The path from the Arabian Nights and the coffee houses of Cairo through
“ The Rime of the Ancient Mariner ” to the postprandial
conversations of Edwardian clubmen and London yachtsmen is one that can
be traced ; by
someone else.
When I use the term “ club story ” I refer to a form in
the literature of the English-speaking world that flourished from the late
Victorian period
to the middle of the twentieth century. These stories are incidents of
story-telling,
written works recording a narrative told by another, generally
at a small gathering. The Season of the club story is Edwardian autumn,
rain and hideous palls of smog
we can hardly imagine ; the setting is frequently but not exclusively
indoors ;
the narrators and audiences are almost invariably men (the Larger Question
this raises is duly noted, to be considered below) ; there is, equally
invariably, an element of the Exotic involved ; an important convention
of the form is that paradox is involved — whether as part of
the story or merely to prompt the story-teller's recollection and resolve.

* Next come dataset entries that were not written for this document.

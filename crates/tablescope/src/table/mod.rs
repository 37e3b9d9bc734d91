//! In-memory table representation with typed columns and explicit missing values.

mod column;
#[allow(clippy::module_inception)]
mod table;
mod value;

pub use column::{Column, ColumnValues};
pub use table::Table;
pub use value::{format_number, CellKey, ValueKind};
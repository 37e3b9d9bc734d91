//! tablescope CLI - exploratory data analysis for CSV files.

mod cli;
mod commands;
mod logger;
mod server;

use clap::Parser;
use cli::{Cli, Commands};

fn main() {
    let cli = Cli::parse();
    logger::init(cli.verbose);

    let options = cli.options;
    let result = match cli.command {
        Commands::Overview { file, json } => commands::overview::run(file, json, &options),

        Commands::Describe {
            file,
            column,
            bins,
            json,
        } => commands::describe::run(file, column, bins, json, &options),

        Commands::Correlate { file, json } => commands::correlate::run(file, json, &options),

        Commands::Scatter {
            file,
            x,
            y,
            color_by,
            json,
        } => commands::scatter::run(file, x, y, color_by, json, &options),

        Commands::Report { file, output } => commands::report::run(file, output, &options),

        Commands::Serve { file, port } => commands::serve::run(file, port, &options),
    };

    if let Err(e) = result {
        eprintln!("Error: {}", e);
        std::process::exit(1);
    }
}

The club story is, finally, a particular species
of the frame story : what is crucial is the central idea, the tale
within the tale.
The club story attained its apotheosis early : Conrad’s “ Heart
of Darkness ” (1899) and Lord Jim (1900), tales
of “ dark
places of the earth ” and courage arising from cowardice, define
and transcend the form. It quickly became a cornerstone of detective and
thriller fiction :
note In
the Fog by Richard Harding Davis (1904), The Man Who Knew
Too Much by G. K.
Chesterton (1922), and The Runagates Club by John Buchan
(1928). P. G. Wodehouse’s
stories of Mr. Mulliner and the Angler’s Rest or the Oldest Member’s
golfing memories are humorous manifestations of the same form. Buchan includes
tales with fantastical and supernatural elements, and there is a long line
of club stories in science fiction. These are, however, chiefly successors
to the
tradition, set in bars and pubs : Fletcher Pratt and L. Sprague de
Camp’s Tales from Gavagan’s Bar (1953); Arthur
C. Clarke’s Tales
from the White Hart (1957), and Spider Robinson's Callahan stories.
Sterling Lanier’s two volumes of Brigadier Ffellowes stories (1972 & 1986)

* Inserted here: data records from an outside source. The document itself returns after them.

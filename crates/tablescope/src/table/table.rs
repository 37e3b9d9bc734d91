//! Ordered collection of equal-length columns.

use std::collections::HashSet;

use super::column::Column;
use super::value::CellKey;
use crate::error::{Result, TablescopeError};

/// Represents a parsed dataset.
///
/// All columns have the same number of rows. Column lookups by name ignore
/// surrounding whitespace, so names reported by the classifier (which are
/// trimmed) always resolve.
#[derive(Debug, Clone, Default, PartialEq)]
pub struct Table {
    columns: Vec<Column>,
    row_count: usize,
}

impl Table {
    /// Create a table, checking that every column has the same length and
    /// that trimmed names are unique.
    pub fn new(columns: Vec<Column>) -> Result<Self> {
        let row_count = columns.first().map(Column::len).unwrap_or(0);
        if let Some(bad) = columns.iter().find(|c| c.len() != row_count) {
            return Err(TablescopeError::RaggedTable {
                column: bad.name().to_string(),
                expected: row_count,
                found: bad.len(),
            });
        }

        let mut names = HashSet::new();
        for column in &columns {
            let name = column.name().trim();
            if !names.insert(name) {
                return Err(TablescopeError::DuplicateColumn(name.to_string()));
            }
        }

        Ok(Self { columns, row_count })
    }

    /// Get the number of columns.
    pub fn column_count(&self) -> usize {
        self.columns.len()
    }

    /// Get the number of rows.
    pub fn row_count(&self) -> usize {
        self.row_count
    }

    /// True when the table has no rows or no columns.
    pub fn is_empty(&self) -> bool {
        self.row_count == 0 || self.columns.is_empty()
    }

    pub fn columns(&self) -> &[Column] {
        &self.columns
    }

    /// Get a column by name.
    pub fn column(&self, name: &str) -> Option<&Column> {
        let name = name.trim();
        self.columns.iter().find(|c| c.name().trim() == name)
    }

    /// Get a column by name, or a `ColumnNotFound` error.
    pub fn require_column(&self, name: &str) -> Result<&Column> {
        self.column(name)
            .ok_or_else(|| TablescopeError::ColumnNotFound(name.to_string()))
    }

    /// Trimmed column names in table order.
    pub fn column_names(&self) -> Vec<&str> {
        self.columns.iter().map(|c| c.name().trim()).collect()
    }

    /// Hashable keys for every cell of a row.
    pub fn row_key(&self, row: usize) -> Vec<CellKey<'_>> {
        self.columns.iter().map(|c| c.key_at(row)).collect()
    }

    /// Number of rows that repeat an earlier row exactly.
    pub fn duplicate_row_count(&self) -> usize {
        let distinct: HashSet<Vec<CellKey<'_>>> =
            (0..self.row_count).map(|row| self.row_key(row)).collect();
        self.row_count - distinct.len()
    }

    /// Total number of missing cells.
    pub fn missing_cell_count(&self) -> usize {
        self.columns.iter().map(Column::missing_count).sum()
    }
}

#[cfg(test)]
mod tests {
    use super::*;

    fn sample() -> Table {
        Table::new(vec![
            Column::numeric(" age ", vec![Some(22.0), Some(25.0), Some(22.0), None]),
            Column::text(
                "city",
                vec![Some("NY".into()), Some("LA".into()), Some("NY".into()), None],
            ),
        ])
        .unwrap()
    }

    #[test]
    fn test_shape() {
        let table = sample();
        assert_eq!(table.row_count(), 4);
        assert_eq!(table.column_count(), 2);
        assert!(!table.is_empty());
        assert_eq!(table.column_names(), vec!["age", "city"]);
    }

    #[test]
    fn test_ragged_columns_rejected() {
        let err = Table::new(vec![
            Column::numeric("a", vec![Some(1.0), Some(2.0)]),
            Column::numeric("b", vec![Some(1.0)]),
        ])
        .unwrap_err();
        assert!(matches!(
            err,
            TablescopeError::RaggedTable { expected: 2, found: 1, .. }
        ));
    }

    #[test]
    fn test_duplicate_names_rejected() {
        let err = Table::new(vec![
            Column::numeric("a.1", vec![Some(1.0)]),
            Column::numeric(" a.1 ", vec![Some(2.0)]),
        ])
        .unwrap_err();
        assert!(matches!(err, TablescopeError::DuplicateColumn(name) if name == "a.1"));
    }

    #[test]
    fn test_lookup_ignores_whitespace() {
        let table = sample();
        assert!(table.column("age").is_some());
        assert!(table.column(" city").is_some());
        assert!(matches!(
            table.require_column("zip"),
            Err(TablescopeError::ColumnNotFound(_))
        ));
    }

    #[test]
    fn test_duplicates_and_missing_cells() {
        let table = sample();
        assert_eq!(table.duplicate_row_count(), 1);
        assert_eq!(table.missing_cell_count(), 2);
    }

    #[test]
    fn test_default_table_is_empty() {
        let table = Table::default();
        assert!(table.is_empty());
        assert_eq!(table.duplicate_row_count(), 0);
    }
}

are late but entirely in the voice and style of the club story.
The complete review is available here.
One additional point to bear in mind is John Clute’s chapter on Difficulty
in The Darkening Garden , as the club story is a form that makes
fullest use of “ apparent
estrangement devices ”. Volume two of The Collected Jorkens includes
two favorites, “ On the Other Side of the Sun ” and “ In
a Dim
Room ” ;
they are of deceptive simplicity.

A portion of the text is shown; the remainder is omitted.